YOUR INSTRUCTIONS: List each line of the data that holds the word "chunks".

DATA UNDER STUDY:
• • •
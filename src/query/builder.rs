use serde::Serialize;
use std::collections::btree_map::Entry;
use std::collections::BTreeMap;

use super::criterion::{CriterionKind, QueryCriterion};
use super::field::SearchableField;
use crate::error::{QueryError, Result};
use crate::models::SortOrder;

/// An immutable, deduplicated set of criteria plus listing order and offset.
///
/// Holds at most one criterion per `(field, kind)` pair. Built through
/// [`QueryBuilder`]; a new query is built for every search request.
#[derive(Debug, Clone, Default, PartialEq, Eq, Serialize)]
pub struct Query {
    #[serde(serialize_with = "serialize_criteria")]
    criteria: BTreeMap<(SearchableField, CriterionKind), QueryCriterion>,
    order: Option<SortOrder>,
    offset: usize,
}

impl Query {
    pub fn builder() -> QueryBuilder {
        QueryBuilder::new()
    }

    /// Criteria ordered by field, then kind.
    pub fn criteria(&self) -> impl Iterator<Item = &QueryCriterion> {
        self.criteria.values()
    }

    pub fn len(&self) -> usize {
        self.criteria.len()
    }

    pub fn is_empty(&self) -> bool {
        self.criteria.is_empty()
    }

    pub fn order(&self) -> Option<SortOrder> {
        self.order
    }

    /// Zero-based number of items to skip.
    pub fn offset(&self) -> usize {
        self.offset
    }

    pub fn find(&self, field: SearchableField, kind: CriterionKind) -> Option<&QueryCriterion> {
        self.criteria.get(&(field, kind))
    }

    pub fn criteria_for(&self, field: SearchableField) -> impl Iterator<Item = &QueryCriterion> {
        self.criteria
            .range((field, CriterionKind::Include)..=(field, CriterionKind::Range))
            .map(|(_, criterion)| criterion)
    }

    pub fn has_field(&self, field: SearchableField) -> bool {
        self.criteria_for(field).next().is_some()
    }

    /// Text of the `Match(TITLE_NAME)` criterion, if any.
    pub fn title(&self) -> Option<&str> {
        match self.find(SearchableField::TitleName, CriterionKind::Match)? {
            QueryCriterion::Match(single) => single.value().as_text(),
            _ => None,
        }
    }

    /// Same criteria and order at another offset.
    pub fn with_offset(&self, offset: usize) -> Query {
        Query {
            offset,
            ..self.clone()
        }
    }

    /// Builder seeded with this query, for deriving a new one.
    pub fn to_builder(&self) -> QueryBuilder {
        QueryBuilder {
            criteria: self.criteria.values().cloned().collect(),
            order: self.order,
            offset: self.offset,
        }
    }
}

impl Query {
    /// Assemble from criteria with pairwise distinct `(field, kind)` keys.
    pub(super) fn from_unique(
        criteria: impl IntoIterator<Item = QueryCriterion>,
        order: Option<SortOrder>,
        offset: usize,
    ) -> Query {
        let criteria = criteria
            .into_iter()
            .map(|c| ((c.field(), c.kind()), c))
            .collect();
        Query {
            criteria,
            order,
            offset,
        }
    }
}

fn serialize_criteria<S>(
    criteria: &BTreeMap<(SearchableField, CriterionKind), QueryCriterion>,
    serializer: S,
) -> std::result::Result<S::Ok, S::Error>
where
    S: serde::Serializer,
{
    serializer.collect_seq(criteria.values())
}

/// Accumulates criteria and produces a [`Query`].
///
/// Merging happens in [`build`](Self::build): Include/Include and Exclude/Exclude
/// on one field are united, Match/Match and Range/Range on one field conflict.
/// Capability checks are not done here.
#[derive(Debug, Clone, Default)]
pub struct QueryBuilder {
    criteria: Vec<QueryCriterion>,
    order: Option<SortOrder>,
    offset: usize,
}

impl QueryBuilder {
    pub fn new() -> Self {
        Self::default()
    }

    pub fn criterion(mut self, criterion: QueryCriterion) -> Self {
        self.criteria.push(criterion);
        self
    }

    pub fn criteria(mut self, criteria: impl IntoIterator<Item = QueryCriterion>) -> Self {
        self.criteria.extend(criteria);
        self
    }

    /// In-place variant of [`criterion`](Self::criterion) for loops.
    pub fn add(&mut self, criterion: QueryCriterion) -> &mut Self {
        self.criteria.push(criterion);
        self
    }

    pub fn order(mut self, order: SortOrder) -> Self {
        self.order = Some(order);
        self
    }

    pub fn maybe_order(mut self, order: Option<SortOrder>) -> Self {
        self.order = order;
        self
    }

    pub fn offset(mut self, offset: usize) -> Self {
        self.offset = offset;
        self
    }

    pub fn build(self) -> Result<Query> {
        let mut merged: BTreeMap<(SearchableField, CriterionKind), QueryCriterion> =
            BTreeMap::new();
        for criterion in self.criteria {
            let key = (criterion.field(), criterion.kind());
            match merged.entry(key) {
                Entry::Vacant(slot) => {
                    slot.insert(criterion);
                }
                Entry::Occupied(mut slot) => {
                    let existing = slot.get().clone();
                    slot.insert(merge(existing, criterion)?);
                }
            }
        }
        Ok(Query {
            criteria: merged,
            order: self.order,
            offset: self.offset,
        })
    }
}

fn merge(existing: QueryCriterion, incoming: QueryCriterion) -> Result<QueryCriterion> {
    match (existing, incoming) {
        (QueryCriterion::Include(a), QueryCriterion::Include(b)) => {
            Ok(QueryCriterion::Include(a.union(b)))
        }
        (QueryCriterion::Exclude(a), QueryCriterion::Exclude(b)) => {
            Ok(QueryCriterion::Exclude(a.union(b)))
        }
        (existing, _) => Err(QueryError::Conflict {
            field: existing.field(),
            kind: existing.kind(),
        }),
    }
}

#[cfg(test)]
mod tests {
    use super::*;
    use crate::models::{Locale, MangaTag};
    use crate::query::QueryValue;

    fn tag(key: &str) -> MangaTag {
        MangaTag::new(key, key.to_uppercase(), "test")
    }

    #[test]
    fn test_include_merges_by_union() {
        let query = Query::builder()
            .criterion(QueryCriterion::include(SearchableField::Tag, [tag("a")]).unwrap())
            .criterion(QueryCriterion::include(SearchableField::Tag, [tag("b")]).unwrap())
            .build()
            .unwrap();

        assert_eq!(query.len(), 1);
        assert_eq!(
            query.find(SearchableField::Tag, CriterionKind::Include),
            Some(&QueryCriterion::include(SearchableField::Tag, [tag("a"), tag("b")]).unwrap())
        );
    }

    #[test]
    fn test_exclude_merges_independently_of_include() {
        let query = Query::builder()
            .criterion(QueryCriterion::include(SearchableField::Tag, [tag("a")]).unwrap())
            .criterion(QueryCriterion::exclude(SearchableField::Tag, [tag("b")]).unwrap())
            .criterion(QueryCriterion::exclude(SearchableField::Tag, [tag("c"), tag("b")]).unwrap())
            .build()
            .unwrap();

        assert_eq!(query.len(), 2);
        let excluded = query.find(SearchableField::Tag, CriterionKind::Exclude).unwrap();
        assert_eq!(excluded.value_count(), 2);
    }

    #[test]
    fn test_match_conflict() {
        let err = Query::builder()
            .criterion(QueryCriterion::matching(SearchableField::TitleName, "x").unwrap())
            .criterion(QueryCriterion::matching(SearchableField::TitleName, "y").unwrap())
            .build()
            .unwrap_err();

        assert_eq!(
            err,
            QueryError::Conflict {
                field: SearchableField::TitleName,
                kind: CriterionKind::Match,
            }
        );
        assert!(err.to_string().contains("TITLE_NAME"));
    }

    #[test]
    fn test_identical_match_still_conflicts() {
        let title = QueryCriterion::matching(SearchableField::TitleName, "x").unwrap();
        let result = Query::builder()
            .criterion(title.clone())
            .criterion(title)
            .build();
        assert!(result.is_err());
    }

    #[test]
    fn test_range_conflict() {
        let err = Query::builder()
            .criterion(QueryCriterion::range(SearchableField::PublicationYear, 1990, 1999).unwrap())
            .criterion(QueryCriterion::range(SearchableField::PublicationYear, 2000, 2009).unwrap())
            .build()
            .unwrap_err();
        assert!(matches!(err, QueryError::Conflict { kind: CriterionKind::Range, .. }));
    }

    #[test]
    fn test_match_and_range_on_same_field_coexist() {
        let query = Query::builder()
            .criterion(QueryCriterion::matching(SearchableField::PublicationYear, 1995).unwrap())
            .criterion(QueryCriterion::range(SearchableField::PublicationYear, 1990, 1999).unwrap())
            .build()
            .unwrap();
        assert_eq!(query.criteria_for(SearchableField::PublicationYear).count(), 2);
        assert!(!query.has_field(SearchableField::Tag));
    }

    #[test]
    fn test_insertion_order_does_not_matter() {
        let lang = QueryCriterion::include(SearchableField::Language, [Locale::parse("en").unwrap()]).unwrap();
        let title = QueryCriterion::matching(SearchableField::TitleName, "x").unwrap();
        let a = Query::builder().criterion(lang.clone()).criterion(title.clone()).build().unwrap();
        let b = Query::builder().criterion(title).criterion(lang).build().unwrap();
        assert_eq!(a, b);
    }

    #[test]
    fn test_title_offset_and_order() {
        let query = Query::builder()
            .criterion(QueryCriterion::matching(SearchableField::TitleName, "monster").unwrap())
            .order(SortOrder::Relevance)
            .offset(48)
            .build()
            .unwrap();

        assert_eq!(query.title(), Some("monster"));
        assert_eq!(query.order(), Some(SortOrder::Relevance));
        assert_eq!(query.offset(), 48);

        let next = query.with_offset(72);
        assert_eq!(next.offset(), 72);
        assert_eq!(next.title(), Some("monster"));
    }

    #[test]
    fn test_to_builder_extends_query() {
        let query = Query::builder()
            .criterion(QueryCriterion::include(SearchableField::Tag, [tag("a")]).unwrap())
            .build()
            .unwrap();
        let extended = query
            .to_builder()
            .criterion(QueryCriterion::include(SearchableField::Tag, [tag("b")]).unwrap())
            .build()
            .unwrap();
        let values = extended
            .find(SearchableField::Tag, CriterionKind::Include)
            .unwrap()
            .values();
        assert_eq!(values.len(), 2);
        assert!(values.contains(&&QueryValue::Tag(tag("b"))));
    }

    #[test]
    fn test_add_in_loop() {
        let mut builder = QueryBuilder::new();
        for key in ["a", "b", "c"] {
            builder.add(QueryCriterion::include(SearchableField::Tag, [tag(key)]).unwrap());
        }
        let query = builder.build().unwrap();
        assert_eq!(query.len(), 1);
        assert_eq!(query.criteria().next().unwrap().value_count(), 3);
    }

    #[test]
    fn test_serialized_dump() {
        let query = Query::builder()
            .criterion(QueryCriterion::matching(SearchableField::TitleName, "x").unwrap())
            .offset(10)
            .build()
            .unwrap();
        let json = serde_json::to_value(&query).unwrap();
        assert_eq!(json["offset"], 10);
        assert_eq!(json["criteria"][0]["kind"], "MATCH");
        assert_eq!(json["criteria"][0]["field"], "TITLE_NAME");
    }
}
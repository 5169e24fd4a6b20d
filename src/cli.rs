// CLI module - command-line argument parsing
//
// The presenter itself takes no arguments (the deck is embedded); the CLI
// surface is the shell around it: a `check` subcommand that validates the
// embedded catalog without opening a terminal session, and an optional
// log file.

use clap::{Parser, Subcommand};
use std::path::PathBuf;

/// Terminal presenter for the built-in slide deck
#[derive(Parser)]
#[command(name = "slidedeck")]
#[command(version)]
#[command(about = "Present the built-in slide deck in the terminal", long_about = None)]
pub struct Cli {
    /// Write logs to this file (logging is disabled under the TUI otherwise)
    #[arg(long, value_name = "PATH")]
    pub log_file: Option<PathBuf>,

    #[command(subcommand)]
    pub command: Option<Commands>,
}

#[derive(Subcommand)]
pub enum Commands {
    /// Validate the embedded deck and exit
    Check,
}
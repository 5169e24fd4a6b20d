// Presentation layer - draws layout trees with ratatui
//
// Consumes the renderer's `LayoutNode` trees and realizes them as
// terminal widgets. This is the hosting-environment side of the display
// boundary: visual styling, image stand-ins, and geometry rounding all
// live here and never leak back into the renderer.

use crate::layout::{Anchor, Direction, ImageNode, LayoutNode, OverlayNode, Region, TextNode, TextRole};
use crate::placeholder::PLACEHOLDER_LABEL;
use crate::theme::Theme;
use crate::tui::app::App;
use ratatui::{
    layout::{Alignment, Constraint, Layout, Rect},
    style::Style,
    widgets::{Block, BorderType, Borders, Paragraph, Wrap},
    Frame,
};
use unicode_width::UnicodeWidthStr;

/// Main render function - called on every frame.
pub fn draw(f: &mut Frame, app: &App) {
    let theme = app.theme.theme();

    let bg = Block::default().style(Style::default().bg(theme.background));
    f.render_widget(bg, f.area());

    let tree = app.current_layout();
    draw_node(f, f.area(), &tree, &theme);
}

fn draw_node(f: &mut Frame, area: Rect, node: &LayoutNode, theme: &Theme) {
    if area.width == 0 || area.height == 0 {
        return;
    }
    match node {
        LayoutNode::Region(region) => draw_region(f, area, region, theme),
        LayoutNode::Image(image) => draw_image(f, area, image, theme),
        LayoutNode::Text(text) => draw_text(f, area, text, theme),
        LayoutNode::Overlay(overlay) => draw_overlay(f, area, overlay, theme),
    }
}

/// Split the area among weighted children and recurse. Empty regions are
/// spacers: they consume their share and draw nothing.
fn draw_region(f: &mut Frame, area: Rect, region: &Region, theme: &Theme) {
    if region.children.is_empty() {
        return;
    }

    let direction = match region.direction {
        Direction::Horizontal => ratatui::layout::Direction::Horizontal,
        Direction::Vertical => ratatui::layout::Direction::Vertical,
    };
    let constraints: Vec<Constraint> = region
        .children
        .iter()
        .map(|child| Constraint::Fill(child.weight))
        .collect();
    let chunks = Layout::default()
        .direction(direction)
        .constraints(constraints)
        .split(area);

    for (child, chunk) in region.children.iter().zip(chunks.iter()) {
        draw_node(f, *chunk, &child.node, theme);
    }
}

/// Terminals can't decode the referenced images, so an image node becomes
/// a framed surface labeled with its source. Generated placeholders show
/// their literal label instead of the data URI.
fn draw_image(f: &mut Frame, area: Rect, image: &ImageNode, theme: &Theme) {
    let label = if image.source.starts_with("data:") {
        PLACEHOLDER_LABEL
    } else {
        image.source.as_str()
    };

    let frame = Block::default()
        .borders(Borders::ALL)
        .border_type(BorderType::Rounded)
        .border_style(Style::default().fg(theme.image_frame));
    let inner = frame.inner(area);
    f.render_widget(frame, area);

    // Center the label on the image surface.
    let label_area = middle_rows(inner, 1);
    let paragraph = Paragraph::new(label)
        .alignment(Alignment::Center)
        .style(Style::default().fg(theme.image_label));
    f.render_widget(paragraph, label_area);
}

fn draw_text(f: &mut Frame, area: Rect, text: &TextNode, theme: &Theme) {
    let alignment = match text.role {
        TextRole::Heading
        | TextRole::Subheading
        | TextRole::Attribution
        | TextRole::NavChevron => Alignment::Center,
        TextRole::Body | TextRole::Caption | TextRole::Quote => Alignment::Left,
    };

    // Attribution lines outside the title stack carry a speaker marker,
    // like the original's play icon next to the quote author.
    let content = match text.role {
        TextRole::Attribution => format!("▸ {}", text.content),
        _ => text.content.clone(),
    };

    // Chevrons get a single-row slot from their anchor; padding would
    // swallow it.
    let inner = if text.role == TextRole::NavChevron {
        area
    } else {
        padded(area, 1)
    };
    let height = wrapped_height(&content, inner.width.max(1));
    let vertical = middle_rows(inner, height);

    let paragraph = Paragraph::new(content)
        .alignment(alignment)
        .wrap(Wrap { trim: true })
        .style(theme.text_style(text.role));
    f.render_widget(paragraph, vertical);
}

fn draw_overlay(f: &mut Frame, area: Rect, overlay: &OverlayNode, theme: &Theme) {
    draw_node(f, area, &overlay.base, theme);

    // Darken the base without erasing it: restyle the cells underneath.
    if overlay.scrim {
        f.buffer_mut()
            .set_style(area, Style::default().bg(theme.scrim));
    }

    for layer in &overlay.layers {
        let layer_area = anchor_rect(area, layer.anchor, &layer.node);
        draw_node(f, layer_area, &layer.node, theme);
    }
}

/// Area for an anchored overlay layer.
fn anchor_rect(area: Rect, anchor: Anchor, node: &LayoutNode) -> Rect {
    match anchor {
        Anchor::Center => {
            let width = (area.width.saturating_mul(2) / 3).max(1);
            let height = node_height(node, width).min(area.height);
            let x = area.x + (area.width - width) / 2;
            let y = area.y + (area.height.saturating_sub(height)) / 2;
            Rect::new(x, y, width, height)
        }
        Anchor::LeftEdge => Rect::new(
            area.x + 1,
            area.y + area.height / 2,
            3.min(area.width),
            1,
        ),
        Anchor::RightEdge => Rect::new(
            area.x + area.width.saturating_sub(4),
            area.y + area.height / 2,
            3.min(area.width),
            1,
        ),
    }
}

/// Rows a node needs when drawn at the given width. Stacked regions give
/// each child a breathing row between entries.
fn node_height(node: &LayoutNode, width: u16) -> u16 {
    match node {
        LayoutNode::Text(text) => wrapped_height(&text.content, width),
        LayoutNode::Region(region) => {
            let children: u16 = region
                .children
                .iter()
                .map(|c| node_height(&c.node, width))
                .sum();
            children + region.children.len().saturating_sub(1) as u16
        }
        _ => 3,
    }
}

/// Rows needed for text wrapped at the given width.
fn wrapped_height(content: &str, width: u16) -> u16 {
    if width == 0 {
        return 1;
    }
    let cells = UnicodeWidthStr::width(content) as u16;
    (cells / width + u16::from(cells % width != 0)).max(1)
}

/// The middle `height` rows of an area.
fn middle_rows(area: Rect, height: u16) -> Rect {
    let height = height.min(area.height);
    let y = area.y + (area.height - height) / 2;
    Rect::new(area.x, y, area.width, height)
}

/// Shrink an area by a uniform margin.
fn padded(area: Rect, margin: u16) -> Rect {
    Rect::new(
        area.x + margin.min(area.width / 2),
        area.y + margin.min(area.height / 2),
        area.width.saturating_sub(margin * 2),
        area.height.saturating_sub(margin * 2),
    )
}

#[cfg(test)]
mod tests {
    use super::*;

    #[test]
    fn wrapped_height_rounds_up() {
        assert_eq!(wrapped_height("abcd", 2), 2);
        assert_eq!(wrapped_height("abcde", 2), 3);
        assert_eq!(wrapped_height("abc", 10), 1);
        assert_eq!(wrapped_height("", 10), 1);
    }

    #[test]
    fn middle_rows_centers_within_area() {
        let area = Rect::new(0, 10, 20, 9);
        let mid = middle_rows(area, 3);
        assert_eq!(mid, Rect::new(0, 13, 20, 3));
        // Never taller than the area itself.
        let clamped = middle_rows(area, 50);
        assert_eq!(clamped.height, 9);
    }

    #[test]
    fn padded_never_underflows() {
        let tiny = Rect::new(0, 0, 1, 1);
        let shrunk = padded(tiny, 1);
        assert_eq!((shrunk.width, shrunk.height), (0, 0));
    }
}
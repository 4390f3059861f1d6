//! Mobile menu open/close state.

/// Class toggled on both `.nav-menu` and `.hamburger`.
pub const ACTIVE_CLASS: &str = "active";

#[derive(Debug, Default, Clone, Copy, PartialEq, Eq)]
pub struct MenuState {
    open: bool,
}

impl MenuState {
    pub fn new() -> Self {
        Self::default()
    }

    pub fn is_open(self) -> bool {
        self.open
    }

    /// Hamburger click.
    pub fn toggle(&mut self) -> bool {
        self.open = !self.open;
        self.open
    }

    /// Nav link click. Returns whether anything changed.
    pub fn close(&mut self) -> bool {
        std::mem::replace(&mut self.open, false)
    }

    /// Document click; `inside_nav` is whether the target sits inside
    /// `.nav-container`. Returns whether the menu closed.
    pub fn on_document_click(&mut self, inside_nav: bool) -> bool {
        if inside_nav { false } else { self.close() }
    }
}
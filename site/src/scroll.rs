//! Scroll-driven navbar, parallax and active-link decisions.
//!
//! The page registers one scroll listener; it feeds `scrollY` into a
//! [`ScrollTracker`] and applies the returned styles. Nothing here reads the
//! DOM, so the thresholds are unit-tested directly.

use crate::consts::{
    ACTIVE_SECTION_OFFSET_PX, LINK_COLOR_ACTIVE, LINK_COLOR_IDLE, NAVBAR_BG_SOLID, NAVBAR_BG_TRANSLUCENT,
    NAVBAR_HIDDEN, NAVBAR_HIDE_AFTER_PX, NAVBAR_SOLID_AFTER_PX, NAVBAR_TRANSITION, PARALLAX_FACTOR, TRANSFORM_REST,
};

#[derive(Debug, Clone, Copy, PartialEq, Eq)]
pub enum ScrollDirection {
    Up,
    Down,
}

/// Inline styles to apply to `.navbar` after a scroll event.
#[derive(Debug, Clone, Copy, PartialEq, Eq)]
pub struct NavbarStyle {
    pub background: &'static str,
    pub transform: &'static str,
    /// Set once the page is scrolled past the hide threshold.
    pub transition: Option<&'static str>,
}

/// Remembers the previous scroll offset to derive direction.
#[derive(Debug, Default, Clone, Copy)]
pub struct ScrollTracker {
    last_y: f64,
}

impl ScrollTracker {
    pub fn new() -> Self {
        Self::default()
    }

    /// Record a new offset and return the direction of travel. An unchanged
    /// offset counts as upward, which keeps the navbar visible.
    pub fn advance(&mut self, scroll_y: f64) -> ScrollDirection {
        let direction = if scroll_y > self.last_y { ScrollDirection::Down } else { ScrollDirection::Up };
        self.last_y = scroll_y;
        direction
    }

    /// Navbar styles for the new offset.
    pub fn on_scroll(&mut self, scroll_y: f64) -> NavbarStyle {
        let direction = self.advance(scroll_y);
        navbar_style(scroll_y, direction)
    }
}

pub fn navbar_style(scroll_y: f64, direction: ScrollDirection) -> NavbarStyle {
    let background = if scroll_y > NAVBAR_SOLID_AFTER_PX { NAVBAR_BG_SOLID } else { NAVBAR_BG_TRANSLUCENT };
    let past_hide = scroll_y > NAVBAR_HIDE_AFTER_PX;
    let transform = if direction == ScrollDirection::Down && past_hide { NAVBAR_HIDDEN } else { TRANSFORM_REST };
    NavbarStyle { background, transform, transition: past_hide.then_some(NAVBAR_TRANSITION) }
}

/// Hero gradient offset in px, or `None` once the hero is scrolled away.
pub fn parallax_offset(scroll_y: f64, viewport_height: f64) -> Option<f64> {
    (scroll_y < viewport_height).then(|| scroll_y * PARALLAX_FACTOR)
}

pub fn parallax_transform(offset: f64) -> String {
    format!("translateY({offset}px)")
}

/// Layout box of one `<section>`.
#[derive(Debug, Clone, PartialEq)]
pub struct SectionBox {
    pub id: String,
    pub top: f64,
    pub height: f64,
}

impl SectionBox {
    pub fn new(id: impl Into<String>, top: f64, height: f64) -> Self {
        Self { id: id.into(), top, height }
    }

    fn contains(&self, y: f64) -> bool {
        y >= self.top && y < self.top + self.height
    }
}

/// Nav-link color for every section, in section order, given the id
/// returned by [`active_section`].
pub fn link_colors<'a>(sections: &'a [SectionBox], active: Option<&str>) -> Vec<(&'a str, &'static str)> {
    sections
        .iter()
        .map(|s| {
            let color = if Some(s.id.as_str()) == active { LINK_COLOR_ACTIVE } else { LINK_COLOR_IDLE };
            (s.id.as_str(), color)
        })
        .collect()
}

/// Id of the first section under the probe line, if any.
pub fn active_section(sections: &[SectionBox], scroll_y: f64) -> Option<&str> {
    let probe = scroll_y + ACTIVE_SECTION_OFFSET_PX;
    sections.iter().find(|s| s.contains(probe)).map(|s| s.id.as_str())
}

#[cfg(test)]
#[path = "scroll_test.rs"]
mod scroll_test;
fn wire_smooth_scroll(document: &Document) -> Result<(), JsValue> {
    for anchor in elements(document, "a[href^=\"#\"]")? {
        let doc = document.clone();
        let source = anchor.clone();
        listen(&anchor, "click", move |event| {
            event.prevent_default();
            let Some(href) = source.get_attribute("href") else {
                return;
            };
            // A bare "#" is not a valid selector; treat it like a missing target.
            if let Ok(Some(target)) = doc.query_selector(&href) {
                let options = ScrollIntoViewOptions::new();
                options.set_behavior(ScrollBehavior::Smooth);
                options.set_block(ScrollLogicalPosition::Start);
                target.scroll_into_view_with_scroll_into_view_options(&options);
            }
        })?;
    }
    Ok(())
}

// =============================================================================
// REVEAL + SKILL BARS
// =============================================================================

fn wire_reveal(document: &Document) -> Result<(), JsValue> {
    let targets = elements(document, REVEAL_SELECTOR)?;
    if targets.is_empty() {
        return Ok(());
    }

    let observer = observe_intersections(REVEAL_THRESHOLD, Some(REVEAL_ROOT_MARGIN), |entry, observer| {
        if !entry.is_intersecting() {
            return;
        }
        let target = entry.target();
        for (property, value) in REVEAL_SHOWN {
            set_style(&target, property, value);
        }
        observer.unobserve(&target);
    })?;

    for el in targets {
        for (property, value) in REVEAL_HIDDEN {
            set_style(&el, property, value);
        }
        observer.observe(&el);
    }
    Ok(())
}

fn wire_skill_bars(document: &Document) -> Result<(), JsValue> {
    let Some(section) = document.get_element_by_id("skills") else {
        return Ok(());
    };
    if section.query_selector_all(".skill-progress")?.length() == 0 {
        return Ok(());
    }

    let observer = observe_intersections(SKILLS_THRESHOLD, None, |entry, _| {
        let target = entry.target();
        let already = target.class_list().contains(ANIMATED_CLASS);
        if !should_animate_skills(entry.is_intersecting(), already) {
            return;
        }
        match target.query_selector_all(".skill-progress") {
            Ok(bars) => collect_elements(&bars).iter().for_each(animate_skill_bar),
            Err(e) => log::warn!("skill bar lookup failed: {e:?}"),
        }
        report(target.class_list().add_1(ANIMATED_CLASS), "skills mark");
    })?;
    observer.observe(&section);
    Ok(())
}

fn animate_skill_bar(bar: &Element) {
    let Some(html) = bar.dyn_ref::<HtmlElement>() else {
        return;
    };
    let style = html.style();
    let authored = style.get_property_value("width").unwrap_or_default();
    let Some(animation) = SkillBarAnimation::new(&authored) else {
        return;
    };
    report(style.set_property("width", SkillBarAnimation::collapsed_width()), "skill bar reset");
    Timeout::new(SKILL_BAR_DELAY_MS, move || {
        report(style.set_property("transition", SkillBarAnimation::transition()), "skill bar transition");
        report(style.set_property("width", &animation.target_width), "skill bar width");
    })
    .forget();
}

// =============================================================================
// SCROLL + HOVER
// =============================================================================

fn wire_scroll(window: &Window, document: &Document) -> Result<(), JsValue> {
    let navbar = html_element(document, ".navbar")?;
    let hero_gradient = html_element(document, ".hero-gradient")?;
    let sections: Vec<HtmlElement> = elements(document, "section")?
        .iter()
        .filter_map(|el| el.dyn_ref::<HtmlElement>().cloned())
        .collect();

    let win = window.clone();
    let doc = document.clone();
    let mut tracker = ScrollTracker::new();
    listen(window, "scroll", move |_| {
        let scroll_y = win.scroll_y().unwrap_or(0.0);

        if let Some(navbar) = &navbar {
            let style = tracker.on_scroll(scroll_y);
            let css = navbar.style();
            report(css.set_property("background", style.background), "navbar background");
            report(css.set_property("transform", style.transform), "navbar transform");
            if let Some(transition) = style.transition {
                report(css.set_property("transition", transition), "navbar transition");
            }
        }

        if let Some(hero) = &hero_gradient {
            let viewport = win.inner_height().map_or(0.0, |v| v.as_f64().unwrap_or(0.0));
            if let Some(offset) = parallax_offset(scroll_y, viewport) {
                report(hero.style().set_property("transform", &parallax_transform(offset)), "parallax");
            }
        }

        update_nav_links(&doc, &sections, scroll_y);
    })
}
• • •
EXERCISE RESULT:
    let chunks = Layout::default()
    for (child, chunk) in region.children.iter().zip(chunks.iter()) {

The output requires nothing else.